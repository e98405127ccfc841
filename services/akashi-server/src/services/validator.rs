use std::time::Duration;

use akashi_models::Relationship;
use async_trait::async_trait;
use chrono::{DateTime, Utc};
use reqwest::Client;
use serde::{Deserialize, Serialize};
use thiserror::Error;
use tracing::debug;

/// Everything the relationship classifier gets to see about a decision pair.
#[derive(Debug, Clone)]
pub struct ValidationContext {
    pub agent_a: String,
    pub agent_b: String,
    pub decision_type_a: String,
    pub decision_type_b: String,
    pub outcome_a: String,
    pub outcome_b: String,
    pub timestamp_a: DateTime<Utc>,
    pub timestamp_b: DateTime<Utc>,
    pub session_a: Option<String>,
    pub session_b: Option<String>,
    pub reasoning_a: Option<String>,
    pub reasoning_b: Option<String>,
    pub topic_similarity: Option<f64>,
}

/// Parsed classifier output. Unknown categories and severities degrade to
/// empty strings; a missing relationship is a hard error.
#[derive(Debug, Clone, PartialEq)]
pub struct ValidatorVerdict {
    pub relationship: Relationship,
    pub category: String,
    pub severity: String,
    pub explanation: String,
}

#[derive(Debug, Error)]
pub enum ValidatorError {
    #[error("validator request failed: {0}")]
    Http(#[from] reqwest::Error),

    #[error("validator response unparseable: {0}")]
    Parse(String),

    #[error("validator provider error: {0}")]
    Provider(String),

    #[error("no validator configured")]
    Inactive,
}

/// The LLM relationship classifier capability. Variants: Ollama, OpenAI,
/// Noop, and a generated mock for tests.
#[cfg_attr(test, mockall::automock)]
#[async_trait]
pub trait Validator: Send + Sync {
    /// Whether a real model backs this validator. Inactive validators make
    /// the scorer skip stage 2 entirely.
    fn is_active(&self) -> bool;

    async fn validate(&self, ctx: &ValidationContext) -> Result<ValidatorVerdict, ValidatorError>;
}

/// Shared prompt for both HTTP providers.
pub fn build_prompt(ctx: &ValidationContext) -> String {
    let mut prompt = format!(
        "Two AI agents recorded decisions on the same topic. Classify the relationship \
         between decision A and decision B.\n\n\
         Decision A:\n  agent: {}\n  type: {}\n  outcome: {}\n  recorded_at: {}\n",
        ctx.agent_a,
        ctx.decision_type_a,
        ctx.outcome_a,
        ctx.timestamp_a.to_rfc3339(),
    );
    if let Some(session) = &ctx.session_a {
        prompt.push_str(&format!("  session: {}\n", session));
    }
    if let Some(reasoning) = &ctx.reasoning_a {
        prompt.push_str(&format!("  reasoning: {}\n", reasoning));
    }
    prompt.push_str(&format!(
        "\nDecision B:\n  agent: {}\n  type: {}\n  outcome: {}\n  recorded_at: {}\n",
        ctx.agent_b,
        ctx.decision_type_b,
        ctx.outcome_b,
        ctx.timestamp_b.to_rfc3339(),
    ));
    if let Some(session) = &ctx.session_b {
        prompt.push_str(&format!("  session: {}\n", session));
    }
    if let Some(reasoning) = &ctx.reasoning_b {
        prompt.push_str(&format!("  reasoning: {}\n", reasoning));
    }
    if let Some(similarity) = ctx.topic_similarity {
        prompt.push_str(&format!("\nTopic similarity: {:.3}\n", similarity));
    }
    prompt.push_str(
        "\nAnswer in exactly this format:\n\
         RELATIONSHIP: <contradiction|supersession|complementary|refinement|unrelated>\n\
         CATEGORY: <factual|assessment|strategic|temporal>\n\
         SEVERITY: <critical|high|medium|low>\n\
         EXPLANATION: <one or two sentences>\n",
    );
    prompt
}

/// Parse a classifier completion into a verdict.
///
/// Tolerates case differences, stray whitespace, markdown bold, bracketed
/// values, common truncations, and the legacy `VERDICT: yes|no` form.
pub fn parse_validator_response(text: &str) -> Result<ValidatorVerdict, ValidatorError> {
    let mut relationship: Option<Relationship> = None;
    let mut verdict: Option<Relationship> = None;
    let mut category = String::new();
    let mut severity = String::new();
    let mut explanation = String::new();

    for line in text.lines() {
        let line = line.replace("**", "");
        let Some((key, value)) = line.split_once(':') else {
            continue;
        };
        let key = key.trim();
        let value = unwrap_brackets(value.trim());

        if key.eq_ignore_ascii_case("relationship") {
            relationship = normalize_relationship(value);
        } else if key.eq_ignore_ascii_case("verdict") {
            verdict = match value.to_ascii_lowercase().as_str() {
                "yes" => Some(Relationship::Contradiction),
                "no" => Some(Relationship::Unrelated),
                _ => None,
            };
        } else if key.eq_ignore_ascii_case("category") {
            category = normalize_enum(value, &["factual", "assessment", "strategic", "temporal"]);
        } else if key.eq_ignore_ascii_case("severity") {
            severity = normalize_enum(value, &["critical", "high", "medium", "low"]);
        } else if key.eq_ignore_ascii_case("explanation") {
            explanation = value.to_string();
        }
    }

    // RELATIONSHIP wins over the legacy VERDICT when both are present.
    let relationship = relationship
        .or(verdict)
        .ok_or_else(|| ValidatorError::Parse("no RELATIONSHIP or VERDICT line".to_string()))?;

    Ok(ValidatorVerdict {
        relationship,
        category,
        severity,
        explanation,
    })
}

fn unwrap_brackets(value: &str) -> &str {
    let value = value.trim();
    value
        .strip_prefix('[')
        .and_then(|v| v.strip_suffix(']'))
        .map(str::trim)
        .unwrap_or(value)
}

fn normalize_relationship(value: &str) -> Option<Relationship> {
    let value = value.to_ascii_lowercase();
    let value = value.trim();
    // Prefix matching absorbs truncations like "refine" and "supersede".
    if value.starts_with("contradict") {
        Some(Relationship::Contradiction)
    } else if value.starts_with("superse") {
        Some(Relationship::Supersession)
    } else if value.starts_with("complement") {
        Some(Relationship::Complementary)
    } else if value.starts_with("refine") {
        Some(Relationship::Refinement)
    } else if value.starts_with("unrelated") {
        Some(Relationship::Unrelated)
    } else {
        None
    }
}

fn normalize_enum(value: &str, allowed: &[&str]) -> String {
    let lowered = value.to_ascii_lowercase();
    let lowered = lowered.trim();
    if allowed.contains(&lowered) {
        lowered.to_string()
    } else {
        String::new()
    }
}

/// Ollama `/api/generate` backend.
pub struct OllamaValidator {
    client: Client,
    base_url: String,
    model: String,
}

#[derive(Debug, Serialize)]
struct OllamaRequest<'a> {
    model: &'a str,
    prompt: &'a str,
    stream: bool,
}

#[derive(Debug, Deserialize)]
struct OllamaResponse {
    response: String,
}

impl OllamaValidator {
    pub fn new(base_url: impl Into<String>, model: impl Into<String>) -> Self {
        let client = Client::builder()
            .timeout(Duration::from_secs(60))
            .build()
            .unwrap_or_default();
        Self {
            client,
            base_url: base_url.into(),
            model: model.into(),
        }
    }
}

#[async_trait]
impl Validator for OllamaValidator {
    fn is_active(&self) -> bool {
        true
    }

    async fn validate(&self, ctx: &ValidationContext) -> Result<ValidatorVerdict, ValidatorError> {
        let prompt = build_prompt(ctx);
        let resp = self
            .client
            .post(format!("{}/api/generate", self.base_url))
            .json(&OllamaRequest {
                model: &self.model,
                prompt: &prompt,
                stream: false,
            })
            .send()
            .await?;

        if !resp.status().is_success() {
            return Err(ValidatorError::Provider(format!(
                "ollama returned {}",
                resp.status()
            )));
        }

        let body: OllamaResponse = resp.json().await?;
        debug!(completion = %body.response, "validator completion");
        parse_validator_response(&body.response)
    }
}

/// OpenAI-compatible `/chat/completions` backend.
pub struct OpenAiValidator {
    client: Client,
    base_url: String,
    model: String,
    api_key: String,
}

#[derive(Debug, Serialize)]
struct ChatRequest<'a> {
    model: &'a str,
    messages: Vec<ChatMessage<'a>>,
    temperature: f32,
}

#[derive(Debug, Serialize)]
struct ChatMessage<'a> {
    role: &'a str,
    content: &'a str,
}

#[derive(Debug, Deserialize)]
struct ChatResponse {
    choices: Vec<ChatChoice>,
}

#[derive(Debug, Deserialize)]
struct ChatChoice {
    message: ChatResponseMessage,
}

#[derive(Debug, Deserialize)]
struct ChatResponseMessage {
    content: String,
}

impl OpenAiValidator {
    pub fn new(
        base_url: impl Into<String>,
        model: impl Into<String>,
        api_key: impl Into<String>,
    ) -> Self {
        let client = Client::builder()
            .timeout(Duration::from_secs(60))
            .build()
            .unwrap_or_default();
        Self {
            client,
            base_url: base_url.into(),
            model: model.into(),
            api_key: api_key.into(),
        }
    }
}

#[async_trait]
impl Validator for OpenAiValidator {
    fn is_active(&self) -> bool {
        true
    }

    async fn validate(&self, ctx: &ValidationContext) -> Result<ValidatorVerdict, ValidatorError> {
        let prompt = build_prompt(ctx);
        let resp = self
            .client
            .post(format!("{}/chat/completions", self.base_url))
            .bearer_auth(&self.api_key)
            .json(&ChatRequest {
                model: &self.model,
                messages: vec![ChatMessage {
                    role: "user",
                    content: &prompt,
                }],
                temperature: 0.0,
            })
            .send()
            .await?;

        if !resp.status().is_success() {
            return Err(ValidatorError::Provider(format!(
                "openai returned {}",
                resp.status()
            )));
        }

        let body: ChatResponse = resp.json().await?;
        let content = body
            .choices
            .first()
            .map(|c| c.message.content.as_str())
            .ok_or_else(|| ValidatorError::Provider("empty choices".to_string()))?;
        parse_validator_response(content)
    }
}

/// Inert validator used when no LLM is configured. The scorer never runs
/// stage 2 against it, so no conflicts are persisted.
pub struct NoopValidator;

#[async_trait]
impl Validator for NoopValidator {
    fn is_active(&self) -> bool {
        false
    }

    async fn validate(&self, _ctx: &ValidationContext) -> Result<ValidatorVerdict, ValidatorError> {
        Err(ValidatorError::Inactive)
    }
}

#[cfg(test)]
mod tests {
    use super::*;

    fn parse(text: &str) -> ValidatorVerdict {
        parse_validator_response(text).unwrap()
    }

    #[test]
    fn parses_the_canonical_format() {
        let verdict = parse(
            "RELATIONSHIP: contradiction\n\
             CATEGORY: factual\n\
             SEVERITY: high\n\
             EXPLANATION: The outcomes are mutually exclusive.",
        );
        assert_eq!(verdict.relationship, Relationship::Contradiction);
        assert_eq!(verdict.category, "factual");
        assert_eq!(verdict.severity, "high");
        assert_eq!(verdict.explanation, "The outcomes are mutually exclusive.");
    }

    #[test]
    fn is_case_and_whitespace_insensitive() {
        let verdict = parse("  relationship :   SUPERSESSION  \n severity: LOW ");
        assert_eq!(verdict.relationship, Relationship::Supersession);
        assert_eq!(verdict.severity, "low");
    }

    #[test]
    fn strips_markdown_bold_and_brackets() {
        let verdict = parse(
            "**RELATIONSHIP**: **[contradiction]**\nCATEGORY: [assessment]\nSEVERITY: [medium]",
        );
        assert_eq!(verdict.relationship, Relationship::Contradiction);
        assert_eq!(verdict.category, "assessment");
        assert_eq!(verdict.severity, "medium");
    }

    #[test]
    fn normalizes_truncated_relationships() {
        assert_eq!(
            parse("RELATIONSHIP: refine").relationship,
            Relationship::Refinement
        );
        assert_eq!(
            parse("RELATIONSHIP: supersede").relationship,
            Relationship::Supersession
        );
        assert_eq!(
            parse("RELATIONSHIP: contradict").relationship,
            Relationship::Contradiction
        );
        assert_eq!(
            parse("RELATIONSHIP: complement").relationship,
            Relationship::Complementary
        );
    }

    #[test]
    fn legacy_verdict_maps_yes_and_no() {
        assert_eq!(
            parse("VERDICT: yes").relationship,
            Relationship::Contradiction
        );
        assert_eq!(parse("VERDICT: no").relationship, Relationship::Unrelated);
    }

    #[test]
    fn relationship_wins_over_verdict() {
        let verdict = parse("VERDICT: yes\nRELATIONSHIP: unrelated");
        assert_eq!(verdict.relationship, Relationship::Unrelated);
    }

    #[test]
    fn unknown_category_and_severity_become_empty() {
        let verdict = parse("RELATIONSHIP: contradiction\nCATEGORY: vibes\nSEVERITY: extreme");
        assert_eq!(verdict.category, "");
        assert_eq!(verdict.severity, "");
    }

    #[test]
    fn missing_relationship_is_an_error() {
        assert!(parse_validator_response("CATEGORY: factual\nSEVERITY: low").is_err());
        assert!(parse_validator_response("complete nonsense").is_err());
    }

    #[test]
    fn parsing_is_idempotent_over_noise() {
        let noisy = "**relationship**:  [Contradiction]\nCATEGORY:  FACTUAL\n";
        let clean = "RELATIONSHIP: contradiction\nCATEGORY: factual\n";
        assert_eq!(parse(noisy), parse(clean));
    }
}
+++
Directions » Please tally each line in the material above that contains "OllamaRequest", and let the number be your entire reply.

Response area » 2